Library Day in the Life 8 Day 4 #libday8

Today was a mixed day. A bit manager, a bit librarian, a bit public health and a fair bit of CPD work. Much like the rest of the week – I’m not going to list my activities of the day they are available via my twitter feed. The main 2 aspects of today were Chartership and service analysis. Being the responsible evidence-based library person I am, I review services and user needs on quite a regular basis, normally annually. Today I began the (almost) annual public health information needs assessment/analysis. This is a very important piece of work as the library, whilst providing services for many different user groups we are based within public health. They are a core, if not the core user group. This is the 3rd year I have done this. The aim is to understand not only the information needs (how, why, where) but also the view and usage of the library and its services – after all we are a service (people) based library service not resource. The objectives:

  1. Where do they get their professional knowledge from?
  2. How do they prefer to receive it?
  3. Do we meet their needs (and if not – why not?)
  4. Regularity of perceived use
  5. Library services they use
  6. Library services they would like to use/would be interested in
  7. Positive library impact
  8. Something they would change/improve from the service
  9. How they view the library (word association) – this is useful for marketing.

Because we offer so many different services and public health is such a varied department – answers will vary. There will be teams who use us purely for health promotion and those who we provide tacit knowledge to support their work. I wish I could say everyone in public health used us as an evidence base, but then I wish I could say everyone in public health is evidence based… Back on point, the purpose of this is to shape how we deliver services to our core user group. I firmly believe that service delivery should meet the requirements of the user, not the other way round. If we do not provide services to how our users want them, they will get them elsewhere. Or worse still, not use any. When I see services provided because ‘it’s always been done that way’ or changed because an idea has been seen elsewhere, it depresses me. The idea of the library blog came out of the 2010 information needs analysis – it enabled users to access the information they want. If we ever get a decent IT set-up, it will kick ass. Another way to cater and amend services is to record data on use. We have a monthly statistical collection that not only feeds into the NHS Annual Library Statistics collection, but also allows me to analsyse how our time is spent. These monthly statistics are done on the first of every month, purely to avoid confusion with the library assistants. This covers enquires, document supply, circulation, information consultancies etc. Combining this with the costing framework (in theory) allows me to quite accurately predict service usage and expected costs. This is very useful as I can extract and compare the cost (or implicit value in terms of time saved elsewhere) of the service. It is also useful when looking at impact and alignment. If you can say the library did X yet it only cost (or saved) Y, it seems so much purposeful. It is also vital to show how services meet organisational aims or even how you as an individual help the service meet said aims (alignment) Thankfully there are now resources such as MAP toolkit that are very helpful in demonstrating how do achieve these.

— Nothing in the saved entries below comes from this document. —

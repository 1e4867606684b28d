#![allow(dead_code)]

use chrono::{DateTime, Utc};
use serde_json::{json, Value};
use std::sync::{Arc, Mutex};

use elif_behaviors::{
    datetime_field, datetime_value, i64_field, id_field, optional_string_field, string_field,
    BehaviorResult, BehaviorsConfig, Capabilities, ChangeLogger, DefaultSluggableRepository,
    Entity, EntityClass, EntityId, EntityManager, EntityStore, FieldMapping, FieldType, Fields,
    Filterable, Loggable, LoggableListener, MemoryStore, Sluggable, SluggableListener,
    SoftDeletable, SoftDeletableListener,
};

/// Sluggable and loggable blog article
#[derive(Debug, Clone, Default)]
pub struct Article {
    pub id: Option<EntityId>,
    pub title: String,
    pub body: String,
    pub slug: Option<String>,
}

impl Article {
    pub fn new(title: &str) -> Self {
        Self {
            title: title.to_string(),
            ..Self::default()
        }
    }
}

impl Entity for Article {
    fn class_name(&self) -> &'static str {
        Self::CLASS_NAME
    }

    fn id(&self) -> Option<EntityId> {
        self.id
    }

    fn set_id(&mut self, id: EntityId) {
        self.id = Some(id);
    }

    fn to_fields(&self) -> Fields {
        let mut fields = Fields::new();
        fields.insert("title".to_string(), json!(self.title));
        fields.insert("body".to_string(), json!(self.body));
        fields.insert(
            "slug".to_string(),
            self.slug.clone().map(Value::String).unwrap_or(Value::Null),
        );
        fields
    }

    fn as_sluggable(&self) -> Option<&dyn Sluggable> {
        Some(self)
    }

    fn as_sluggable_mut(&mut self) -> Option<&mut dyn Sluggable> {
        Some(self)
    }

    fn as_loggable(&self) -> Option<&dyn Loggable> {
        Some(self)
    }
}

impl EntityClass for Article {
    const CLASS_NAME: &'static str = "Article";

    fn table_name() -> &'static str {
        "articles"
    }

    fn fields() -> Vec<FieldMapping> {
        vec![
            FieldMapping::new("title", FieldType::String),
            FieldMapping::new("body", FieldType::Text),
        ]
    }

    fn capabilities() -> Capabilities {
        Capabilities::none().sluggable().loggable()
    }

    fn from_fields(fields: &Fields) -> BehaviorResult<Self> {
        Ok(Self {
            id: id_field(fields)?,
            title: string_field(fields, "title")?,
            body: string_field(fields, "body")?,
            slug: optional_string_field(fields, "slug")?,
        })
    }
}

impl Sluggable for Article {
    fn sluggable_fields(&self) -> Vec<&'static str> {
        vec!["title"]
    }

    fn slug(&self) -> Option<&str> {
        self.slug.as_deref()
    }

    fn set_slug(&mut self, slug: String) {
        self.slug = Some(slug);
    }
}

impl Loggable for Article {}

/// Soft-deletable note
#[derive(Debug, Clone, Default)]
pub struct Note {
    pub id: Option<EntityId>,
    pub content: String,
    pub deleted_at: Option<DateTime<Utc>>,
}

impl Note {
    pub fn new(content: &str) -> Self {
        Self {
            content: content.to_string(),
            ..Self::default()
        }
    }
}

impl Entity for Note {
    fn class_name(&self) -> &'static str {
        Self::CLASS_NAME
    }

    fn id(&self) -> Option<EntityId> {
        self.id
    }

    fn set_id(&mut self, id: EntityId) {
        self.id = Some(id);
    }

    fn to_fields(&self) -> Fields {
        let mut fields = Fields::new();
        fields.insert("content".to_string(), json!(self.content));
        fields.insert("deleted_at".to_string(), datetime_value(self.deleted_at));
        fields
    }

    fn as_soft_deletable(&self) -> Option<&dyn SoftDeletable> {
        Some(self)
    }

    fn as_soft_deletable_mut(&mut self) -> Option<&mut dyn SoftDeletable> {
        Some(self)
    }
}

impl EntityClass for Note {
    const CLASS_NAME: &'static str = "Note";

    fn table_name() -> &'static str {
        "notes"
    }

    fn fields() -> Vec<FieldMapping> {
        vec![FieldMapping::new("content", FieldType::Text)]
    }

    fn capabilities() -> Capabilities {
        Capabilities::none().soft_deletable()
    }

    fn from_fields(fields: &Fields) -> BehaviorResult<Self> {
        Ok(Self {
            id: id_field(fields)?,
            content: string_field(fields, "content")?,
            deleted_at: datetime_field(fields, "deleted_at")?,
        })
    }
}

impl SoftDeletable for Note {
    fn deleted_at(&self) -> Option<DateTime<Utc>> {
        self.deleted_at
    }

    fn set_deleted_at(&mut self, deleted_at: Option<DateTime<Utc>>) {
        self.deleted_at = deleted_at;
    }
}

/// Plain entity queried through a filterable repository
#[derive(Debug, Clone, Default)]
pub struct Product {
    pub id: Option<EntityId>,
    pub name: String,
    pub code: i64,
}

impl Product {
    pub fn new(code: i64, name: &str) -> Self {
        Self {
            id: None,
            name: name.to_string(),
            code,
        }
    }
}

impl Entity for Product {
    fn class_name(&self) -> &'static str {
        Self::CLASS_NAME
    }

    fn id(&self) -> Option<EntityId> {
        self.id
    }

    fn set_id(&mut self, id: EntityId) {
        self.id = Some(id);
    }

    fn to_fields(&self) -> Fields {
        let mut fields = Fields::new();
        fields.insert("name".to_string(), json!(self.name));
        fields.insert("code".to_string(), json!(self.code));
        fields
    }
}

impl EntityClass for Product {
    const CLASS_NAME: &'static str = "Product";

    fn table_name() -> &'static str {
        "products"
    }

    fn fields() -> Vec<FieldMapping> {
        vec![
            FieldMapping::new("name", FieldType::String),
            FieldMapping::new("code", FieldType::Integer),
        ]
    }

    fn from_fields(fields: &Fields) -> BehaviorResult<Self> {
        Ok(Self {
            id: id_field(fields)?,
            name: string_field(fields, "name")?,
            code: i64_field(fields, "code")?,
        })
    }
}

pub struct ProductRepository;

impl Filterable for ProductRepository {
    fn like_filter_columns(&self) -> Vec<&'static str> {
        vec!["e:name"]
    }

    fn equal_filter_columns(&self) -> Vec<&'static str> {
        vec!["e:code"]
    }
}

/// Change logger keeping every line in memory
#[derive(Default)]
pub struct RecordingLogger {
    lines: Mutex<Vec<String>>,
}

impl RecordingLogger {
    pub fn lines(&self) -> Vec<String> {
        self.lines.lock().unwrap().clone()
    }

    pub fn clear(&self) {
        self.lines.lock().unwrap().clear();
    }
}

impl ChangeLogger for RecordingLogger {
    fn log(&self, message: &str) {
        self.lines.lock().unwrap().push(message.to_string());
    }
}

/// Manager with every behavior, logging into a `RecordingLogger`
pub fn manager_with(store: Arc<MemoryStore>) -> (EntityManager, Arc<RecordingLogger>) {
    let config = BehaviorsConfig::default();
    let logger = Arc::new(RecordingLogger::default());
    let store: Arc<dyn EntityStore> = store;
    let repository = Arc::new(DefaultSluggableRepository::new(
        Arc::clone(&store),
        &config.slug_field,
    ));

    let manager = EntityManager::new(store)
        .with_listener(Arc::new(SluggableListener::new(&config, repository)))
        .with_listener(Arc::new(SoftDeletableListener::new(&config)))
        .with_listener(Arc::new(LoggableListener::with_logger(logger.clone())));

    (manager, logger)
}
//! Flush atomicity

mod fixtures;

use async_trait::async_trait;
use fixtures::{manager_with, Article, Note};
use std::sync::Arc;

use elif_behaviors::{
    BehaviorError, BehaviorResult, EventListener, LifecycleEventArgs, MemoryStore,
    OnFlushEventArgs,
};

struct FailOnFlush;

#[async_trait]
impl EventListener for FailOnFlush {
    async fn on_flush(&self, _args: &mut OnFlushEventArgs<'_>) -> BehaviorResult<()> {
        Err(BehaviorError::listener("flush refused"))
    }
}

struct FailOnUpdate;

#[async_trait]
impl EventListener for FailOnUpdate {
    async fn post_update(&self, _args: &mut LifecycleEventArgs<'_>) -> BehaviorResult<()> {
        Err(BehaviorError::listener("update refused"))
    }
}

#[tokio::test]
async fn test_listener_error_aborts_flush() {
    let store = Arc::new(MemoryStore::new());
    let (manager, _) = manager_with(store.clone());
    let mut manager = manager.with_listener(Arc::new(FailOnFlush));

    manager.persist(Article::new("Hello World")).await.unwrap();
    manager.persist(Note::new("pending")).await.unwrap();
    let result = manager.flush().await;

    assert!(matches!(result, Err(BehaviorError::Listener(_))));
    assert_eq!(store.row_count("articles"), 0);
    assert_eq!(store.row_count("notes"), 0);
}

#[tokio::test]
async fn test_error_after_writes_rolls_back() {
    let store = Arc::new(MemoryStore::new());
    let (mut manager, _) = manager_with(store.clone());
    let handle = manager.persist(Note::new("original")).await.unwrap();
    manager.flush().await.unwrap();

    manager.add_listener(Arc::new(FailOnUpdate));
    manager.get_mut::<Note>(handle).unwrap().content = "changed".to_string();
    manager.persist(Note::new("second")).await.unwrap();

    assert!(manager.flush().await.is_err());
    assert_eq!(store.row_count("notes"), 1);
    assert!(!store.in_transaction());

    manager.clear();
    let id = elif_behaviors::EntityId(1);
    let reloaded = manager.find::<Note>(id).await.unwrap().unwrap();
    assert_eq!(manager.get::<Note>(reloaded).unwrap().content, "original");
}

For any aspiring library folk, I cannot emphasise the importance of intangibles such as impact and value. Again I have gone off on tangent! Chartership also featured, but I shall be produced a smaller blog post on that later on. Or tomorrow. Or Saturday. Tomorrow I am #sololibrarian all day – which means more old school customer enquiries and less managerial stuff. It’s fun once in a while, and I love to chip in whenever I can


Reflecting upon this post, I feel that a lot of the topics I have touched upon really deserve much more to be written about them – for them to placed into context and opened up much more. I am not sure I am the person to do that (at this time). However, I was thinking that I should clarify what I mean by some of terms I have used in this post:

  • Value – this is not only how much users value the service, but also in terms of cost or cost saving. How much MORE would something cost if I wasn’t providing it? Can you prove it?
  • Impact – What positive difference does the service make? What positive difference do I make to the service?
  • Alignment – Process of showing how a library/information service meets higher organisational needs. These needs are almost as important as your user needs (in a perfect world they’d be the same!)
  • Information Needs Assessment – There are many definitions available, but i would say its a structured approach to obtaining the desired information needs (what do they want, how do they want it) of a particular user group.